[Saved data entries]
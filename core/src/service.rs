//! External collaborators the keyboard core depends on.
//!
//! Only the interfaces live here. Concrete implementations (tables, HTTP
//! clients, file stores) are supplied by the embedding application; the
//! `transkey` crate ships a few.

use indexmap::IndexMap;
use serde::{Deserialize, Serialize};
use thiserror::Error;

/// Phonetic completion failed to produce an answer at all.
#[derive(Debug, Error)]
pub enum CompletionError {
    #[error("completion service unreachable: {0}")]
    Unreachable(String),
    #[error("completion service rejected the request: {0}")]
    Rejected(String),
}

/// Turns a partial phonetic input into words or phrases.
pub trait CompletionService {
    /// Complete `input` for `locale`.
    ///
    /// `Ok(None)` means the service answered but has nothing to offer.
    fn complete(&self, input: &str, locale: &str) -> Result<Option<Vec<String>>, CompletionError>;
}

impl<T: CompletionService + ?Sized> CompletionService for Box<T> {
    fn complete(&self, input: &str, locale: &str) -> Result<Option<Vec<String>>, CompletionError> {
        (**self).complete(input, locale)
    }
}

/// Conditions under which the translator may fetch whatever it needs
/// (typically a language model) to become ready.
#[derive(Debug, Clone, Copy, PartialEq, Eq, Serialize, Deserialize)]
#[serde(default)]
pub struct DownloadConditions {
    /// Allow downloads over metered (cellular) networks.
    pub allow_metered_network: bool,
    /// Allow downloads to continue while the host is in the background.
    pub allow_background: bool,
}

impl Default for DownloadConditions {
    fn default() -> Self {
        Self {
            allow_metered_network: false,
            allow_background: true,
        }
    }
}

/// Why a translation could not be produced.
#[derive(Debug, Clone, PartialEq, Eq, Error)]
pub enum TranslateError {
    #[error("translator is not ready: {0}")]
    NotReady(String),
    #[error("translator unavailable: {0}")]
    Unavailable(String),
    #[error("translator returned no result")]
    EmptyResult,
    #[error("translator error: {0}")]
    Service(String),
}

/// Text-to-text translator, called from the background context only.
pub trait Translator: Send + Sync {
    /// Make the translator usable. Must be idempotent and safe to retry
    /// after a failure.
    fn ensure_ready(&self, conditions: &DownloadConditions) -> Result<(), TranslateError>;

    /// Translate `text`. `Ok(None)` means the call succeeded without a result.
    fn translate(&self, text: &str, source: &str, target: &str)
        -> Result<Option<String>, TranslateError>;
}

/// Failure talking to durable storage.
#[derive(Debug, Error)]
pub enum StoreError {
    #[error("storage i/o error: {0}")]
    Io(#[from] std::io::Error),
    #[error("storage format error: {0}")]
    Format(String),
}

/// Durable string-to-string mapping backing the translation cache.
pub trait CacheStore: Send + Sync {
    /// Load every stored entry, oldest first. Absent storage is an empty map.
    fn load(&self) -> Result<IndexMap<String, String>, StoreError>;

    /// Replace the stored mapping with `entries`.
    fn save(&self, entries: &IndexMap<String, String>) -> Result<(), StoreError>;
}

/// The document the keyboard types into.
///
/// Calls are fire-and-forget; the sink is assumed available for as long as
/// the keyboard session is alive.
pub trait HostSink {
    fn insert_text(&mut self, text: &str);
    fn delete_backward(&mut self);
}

[WORK REQUIRED]
Each record above must be transcribed exactly, and none may be skipped.

[OUTPUT BELOW]
filename core/src/service.rs
//! External collaborators the keyboard core depends on.
//!
//! Only the interfaces live here. Concrete implementations (tables, HTTP
//! clients, file stores) are supplied by the embedding application; the
//! `transkey` crate ships a few.

use indexmap::IndexMap;
use serde::{Deserialize, Serialize};
use thiserror::Error;

/// Phonetic completion failed to produce an answer at all.
#[derive(Debug, Error)]
pub enum CompletionError {
    #[error("completion service unreachable: {0}")]
    Unreachable(String),
    #[error("completion service rejected the request: {0}")]
    Rejected(String),
}

/// Turns a partial phonetic input into words or phrases.
pub trait CompletionService {
    /// Complete `input` for `locale`.
    ///
    /// `Ok(None)` means the service answered but has nothing to offer.
    fn complete(&self, input: &str, locale: &str) -> Result<Option<Vec<String>>, CompletionError>;
}

impl<T: CompletionService + ?Sized> CompletionService for Box<T> {
    fn complete(&self, input: &str, locale: &str) -> Result<Option<Vec<String>>, CompletionError> {
        (**self).complete(input, locale)
    }
}

/// Conditions under which the translator may fetch whatever it needs
/// (typically a language model) to become ready.
#[derive(Debug, Clone, Copy, PartialEq, Eq, Serialize, Deserialize)]
#[serde(default)]
pub struct DownloadConditions {
    /// Allow downloads over metered (cellular) networks.
    pub allow_metered_network: bool,
    /// Allow downloads to continue while the host is in the background.
    pub allow_background: bool,
}

impl Default for DownloadConditions {
    fn default() -> Self {
        Self {
            allow_metered_network: false,
            allow_background: true,
        }
    }
}

/// Why a translation could not be produced.
#[derive(Debug, Clone, PartialEq, Eq, Error)]
pub enum TranslateError {
    #[error("translator is not ready: {0}")]
    NotReady(String),
    #[error("translator unavailable: {0}")]
    Unavailable(String),
    #[error("translator returned no result")]
    EmptyResult,
    #[error("translator error: {0}")]
    Service(String),
}

/// Text-to-text translator, called from the background context only.
pub trait Translator: Send + Sync {
    /// Make the translator usable. Must be idempotent and safe to retry
    /// after a failure.
    fn ensure_ready(&self, conditions: &DownloadConditions) -> Result<(), TranslateError>;

    /// Translate `text`. `Ok(None)` means the call succeeded without a result.
    fn translate(&self, text: &str, source: &str, target: &str)
        -> Result<Option<String>, TranslateError>;
}

/// Failure talking to durable storage.
#[derive(Debug, Error)]
pub enum StoreError {
    #[error("storage i/o error: {0}")]
    Io(#[from] std::io::Error),
    #[error("storage format error: {0}")]
    Format(String),
}

/// Durable string-to-string mapping backing the translation cache.
pub trait CacheStore: Send + Sync {
    /// Load every stored entry, oldest first. Absent storage is an empty map.
    fn load(&self) -> Result<IndexMap<String, String>, StoreError>;

    /// Replace the stored mapping with `entries`.
    fn save(&self, entries: &IndexMap<String, String>) -> Result<(), StoreError>;
}

/// The document the keyboard types into.
///
/// Calls are fire-and-forget; the sink is assumed available for as long as
/// the keyboard session is alive.
pub trait HostSink {
    fn insert_text(&mut self, text: &str);
    fn delete_backward(&mut self);
}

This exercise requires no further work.